Exercise goal »
Out of the records below, copy all lines in which the word "index" occurs.

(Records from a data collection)
+++
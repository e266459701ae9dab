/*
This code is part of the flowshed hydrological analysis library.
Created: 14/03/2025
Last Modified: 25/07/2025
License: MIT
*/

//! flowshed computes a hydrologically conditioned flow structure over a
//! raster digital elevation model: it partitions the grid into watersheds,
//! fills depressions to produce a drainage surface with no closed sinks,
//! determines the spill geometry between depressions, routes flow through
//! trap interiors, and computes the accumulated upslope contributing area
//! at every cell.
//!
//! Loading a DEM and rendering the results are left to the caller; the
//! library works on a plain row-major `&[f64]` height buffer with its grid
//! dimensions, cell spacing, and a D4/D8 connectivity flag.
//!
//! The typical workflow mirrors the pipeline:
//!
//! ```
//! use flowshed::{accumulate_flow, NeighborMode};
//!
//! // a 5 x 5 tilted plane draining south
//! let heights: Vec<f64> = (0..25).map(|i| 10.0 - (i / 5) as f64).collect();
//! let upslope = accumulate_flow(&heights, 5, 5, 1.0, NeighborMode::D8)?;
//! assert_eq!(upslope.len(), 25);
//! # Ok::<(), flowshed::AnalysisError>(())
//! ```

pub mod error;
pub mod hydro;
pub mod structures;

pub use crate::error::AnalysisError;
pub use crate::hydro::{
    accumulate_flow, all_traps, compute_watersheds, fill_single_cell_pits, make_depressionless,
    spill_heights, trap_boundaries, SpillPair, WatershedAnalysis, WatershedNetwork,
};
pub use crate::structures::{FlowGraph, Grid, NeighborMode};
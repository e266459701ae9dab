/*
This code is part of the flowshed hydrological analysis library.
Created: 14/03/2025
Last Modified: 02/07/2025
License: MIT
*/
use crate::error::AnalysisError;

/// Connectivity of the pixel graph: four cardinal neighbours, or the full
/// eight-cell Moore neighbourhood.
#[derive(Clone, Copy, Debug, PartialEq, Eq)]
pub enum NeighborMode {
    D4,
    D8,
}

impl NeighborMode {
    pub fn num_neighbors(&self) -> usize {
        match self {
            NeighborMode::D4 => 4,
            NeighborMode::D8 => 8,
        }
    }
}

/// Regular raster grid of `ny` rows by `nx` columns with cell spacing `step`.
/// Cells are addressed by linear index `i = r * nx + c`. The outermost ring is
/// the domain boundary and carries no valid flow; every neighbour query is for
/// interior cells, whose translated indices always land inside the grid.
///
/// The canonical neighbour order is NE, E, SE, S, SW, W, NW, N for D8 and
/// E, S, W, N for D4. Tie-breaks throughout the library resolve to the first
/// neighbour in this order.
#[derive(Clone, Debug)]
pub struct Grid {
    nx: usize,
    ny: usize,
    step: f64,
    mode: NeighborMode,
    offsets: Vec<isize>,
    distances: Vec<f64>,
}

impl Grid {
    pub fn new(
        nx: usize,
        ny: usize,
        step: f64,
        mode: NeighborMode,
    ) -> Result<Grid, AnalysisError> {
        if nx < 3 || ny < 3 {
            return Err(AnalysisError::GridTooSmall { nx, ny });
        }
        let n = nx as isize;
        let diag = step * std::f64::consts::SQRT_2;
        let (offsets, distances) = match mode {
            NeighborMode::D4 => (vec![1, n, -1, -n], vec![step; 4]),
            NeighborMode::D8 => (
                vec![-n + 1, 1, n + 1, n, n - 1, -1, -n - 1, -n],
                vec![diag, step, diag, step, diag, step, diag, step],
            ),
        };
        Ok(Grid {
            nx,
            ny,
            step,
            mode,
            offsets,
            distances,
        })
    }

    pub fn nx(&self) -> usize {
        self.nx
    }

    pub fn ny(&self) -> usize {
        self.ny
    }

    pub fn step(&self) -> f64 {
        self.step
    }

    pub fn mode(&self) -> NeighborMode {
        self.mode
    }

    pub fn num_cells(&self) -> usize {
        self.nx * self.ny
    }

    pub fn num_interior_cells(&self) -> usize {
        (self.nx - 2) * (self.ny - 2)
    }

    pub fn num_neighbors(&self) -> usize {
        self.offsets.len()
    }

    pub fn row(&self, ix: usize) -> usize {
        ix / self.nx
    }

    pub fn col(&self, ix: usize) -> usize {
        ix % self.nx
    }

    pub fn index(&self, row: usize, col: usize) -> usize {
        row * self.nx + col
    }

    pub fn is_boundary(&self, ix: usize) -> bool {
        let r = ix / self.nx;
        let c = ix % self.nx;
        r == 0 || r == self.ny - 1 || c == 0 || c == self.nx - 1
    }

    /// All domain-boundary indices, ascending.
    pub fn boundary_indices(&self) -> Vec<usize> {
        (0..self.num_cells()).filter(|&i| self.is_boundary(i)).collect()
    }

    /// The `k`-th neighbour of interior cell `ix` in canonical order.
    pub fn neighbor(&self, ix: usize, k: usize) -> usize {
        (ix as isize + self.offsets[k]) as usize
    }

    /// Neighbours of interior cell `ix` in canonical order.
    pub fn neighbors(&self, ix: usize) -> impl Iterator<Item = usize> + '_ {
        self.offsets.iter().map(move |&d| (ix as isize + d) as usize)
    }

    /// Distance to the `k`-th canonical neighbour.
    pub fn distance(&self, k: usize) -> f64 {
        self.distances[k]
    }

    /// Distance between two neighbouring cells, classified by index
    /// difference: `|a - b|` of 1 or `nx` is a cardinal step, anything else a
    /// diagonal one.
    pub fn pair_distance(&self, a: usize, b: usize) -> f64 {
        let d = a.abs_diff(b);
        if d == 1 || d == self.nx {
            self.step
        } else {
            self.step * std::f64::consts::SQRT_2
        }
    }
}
+++
Response below »
/// Cells are addressed by linear index `i = r * nx + c`. The outermost ring is
    pub fn index(&self, row: usize, col: usize) -> usize {
    /// Distance between two neighbouring cells, classified by index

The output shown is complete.